T1 weighted MRI features suggestive of an underlying primary tauopathy include the humming bird sign resulting from atrophy of the dorsal midbrain and preserved pons (A, bottom image) suggestive of progressive supranuclear palsy, asymmetric parietal atrophy, right greater than left, suggestive of corticobasal degeneration (B, bottom image) and striking atrophy of the prefrontal cortex and anterior temporal lobe with secondary ventricular enlargement, worse of the left (C, bottom image) suggestive of Pick’s disease.

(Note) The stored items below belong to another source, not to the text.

//! # Trust Chain Builder
//!
//! Generates the session's Root CA and Device CA. The root is self-signed;
//! the Device CA is signed by the root key and may only sign end-entity
//! certificates (`pathLenConstraint = 0`). The two steps run strictly in
//! order because the Device CA certificate needs the root key.

use actrec_core::{Timestamp, ValidityDays};
use rand_core::CryptoRngCore;
use x509_cert::builder::Profile;

use crate::certificate::{sign_certificate, validity, CertificateRequest, CertifiedKey};
use crate::error::CryptoError;
use crate::keys::RsaKeyPair;
use crate::name::{device_ca_subject, root_ca_subject};
use crate::serial::SerialAllocator;

/// Root CA and Device CA owned by one session.
#[derive(Debug)]
pub struct TrustChain {
    root: CertifiedKey,
    device_ca: CertifiedKey,
}

impl TrustChain {
    /// Generate both CA keys and certificates.
    pub fn build(
        rng: &mut impl CryptoRngCore,
        key_bits: usize,
        serials: &mut SerialAllocator,
        issued_at: Timestamp,
        days: &ValidityDays,
    ) -> Result<Self, CryptoError> {
        let root_key = RsaKeyPair::generate(&mut *rng, key_bits)?;
        let root_cert = sign_certificate(
            CertificateRequest {
                profile: Profile::Root,
                serial_number: serials.next_serial()?,
                validity: validity(issued_at, days.root_ca)?,
                subject: root_ca_subject().to_name()?,
                subject_key: &root_key,
            },
            &root_key,
            None,
        )?;
        let root = CertifiedKey::new(root_key, root_cert);
        tracing::debug!("root CA certificate issued");

        let device_ca_key = RsaKeyPair::generate(&mut *rng, key_bits)?;
        let device_ca_cert = sign_certificate(
            CertificateRequest {
                profile: Profile::SubCA {
                    issuer: root.subject().clone(),
                    path_len_constraint: Some(0),
                },
                serial_number: serials.next_serial()?,
                validity: validity(issued_at, days.device_ca)?,
                subject: device_ca_subject().to_name()?,
                subject_key: &device_ca_key,
            },
            root.key(),
            None,
        )?;
        let device_ca = CertifiedKey::new(device_ca_key, device_ca_cert);
        tracing::debug!("device CA certificate issued");

        Ok(Self { root, device_ca })
    }

    /// The self-signed root.
    pub fn root(&self) -> &CertifiedKey {
        &self.root
    }

    /// The intermediate that signs device certificates.
    pub fn device_ca(&self) -> &CertifiedKey {
        &self.device_ca
    }
}

#[cfg(test)]
mod tests {
    use super::*;
    use crate::keys::session_rng;
    use crate::name::{common_name, DEVICE_CA_COMMON_NAME, ROOT_CA_COMMON_NAME};
    use crate::pkcs1::verify_issued_by;
    use crate::serial::serial_value;
    use x509_cert::ext::pkix::BasicConstraints;

    fn chain(seed: u8) -> TrustChain {
        let issued_at = Timestamp::parse("2026-01-15T12:00:00Z").unwrap();
        let mut serials = SerialAllocator::seeded_from(issued_at);
        TrustChain::build(
            &mut session_rng(Some([seed; 32])),
            1024,
            &mut serials,
            issued_at,
            &ValidityDays::default(),
        )
        .unwrap()
    }

    fn basic_constraints(ck: &CertifiedKey) -> BasicConstraints {
        let (_, bc) = ck
            .certificate()
            .tbs_certificate
            .get::<BasicConstraints>()
            .unwrap()
            .expect("basicConstraints present");
        bc
    }

    #[test]
    fn root_is_self_signed() {
        let chain = chain(1);
        let root = chain.root().certificate();
        assert_eq!(root.tbs_certificate.issuer, root.tbs_certificate.subject);
        assert_eq!(
            common_name(&root.tbs_certificate.subject).as_deref(),
            Some(ROOT_CA_COMMON_NAME)
        );
        verify_issued_by(root, root).unwrap();
    }

    #[test]
    fn device_ca_is_signed_by_root() {
        let chain = chain(2);
        let root = chain.root().certificate();
        let device_ca = chain.device_ca().certificate();
        assert_eq!(device_ca.tbs_certificate.issuer, root.tbs_certificate.subject);
        assert_eq!(
            common_name(&device_ca.tbs_certificate.subject).as_deref(),
            Some(DEVICE_CA_COMMON_NAME)
        );
        verify_issued_by(device_ca, root).unwrap();
    }

    #[test]
    fn both_are_certificate_authorities() {
        let chain = chain(3);
        assert!(basic_constraints(chain.root()).ca);
        let device_ca = basic_constraints(chain.device_ca());
        assert!(device_ca.ca);
        assert_eq!(device_ca.path_len_constraint, Some(0));
    }

    #[test]
    fn serials_increase_along_the_chain() {
        let chain = chain(4);
        let root = serial_value(&chain.root().certificate().tbs_certificate.serial_number);
        let device_ca =
            serial_value(&chain.device_ca().certificate().tbs_certificate.serial_number);
        assert_eq!(device_ca, root.map(|v| v + 1));
    }

    #[test]
    fn seeded_chains_are_identical() {
        let a = chain(5);
        let b = chain(5);
        assert_eq!(
            a.device_ca().certificate_der().unwrap(),
            b.device_ca().certificate_der().unwrap()
        );
    }

    #[test]
    fn summary_names_subject_and_window() {
        let chain = chain(6);
        let summary = crate::certificate::CertificateSummary::of(chain.device_ca().certificate());
        assert!(summary.subject.contains(DEVICE_CA_COMMON_NAME));
        assert!(summary.issuer.contains(ROOT_CA_COMMON_NAME));
        assert_eq!(summary.not_before, "2026-01-15T12:00:00Z");
        assert!(!summary.serial.is_empty());
    }
}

Top images are normal MRI scans for comparison.

Figure 2

[18F] Fluorodeoxyglucose PET scan using the Cortex Suite software reveals mild hypometabolism of the left posterior frontal cortex, bilateral supplemental motor cortices, midbrain, superior cerebellar peduncle and right cerebellum in a case of Richardson’s syndrome (top row) and mild hypometabolism in bilateral posterior frontal cortices, and right supplemental motor cortex in a patient with primary progressive apraxia of speech (bottom row) suggestive of an underlying primary tauopathy.

Figure 3

[18F] AV-1451 tau-PET shows minimal uptake in a normal control patient (top row), mild-moderate uptake in the dentate nucleus of the cerebellum, midbrain and basal ganglia in a patient with progressive supranuclear palsy (PSP), a primary 4R tauopathy (2^nd row), and striking uptake in the cortex in a patient with typical Alzheimer’s disease (AD), a 3R + 4R tauopathy, for comparison (bottom row).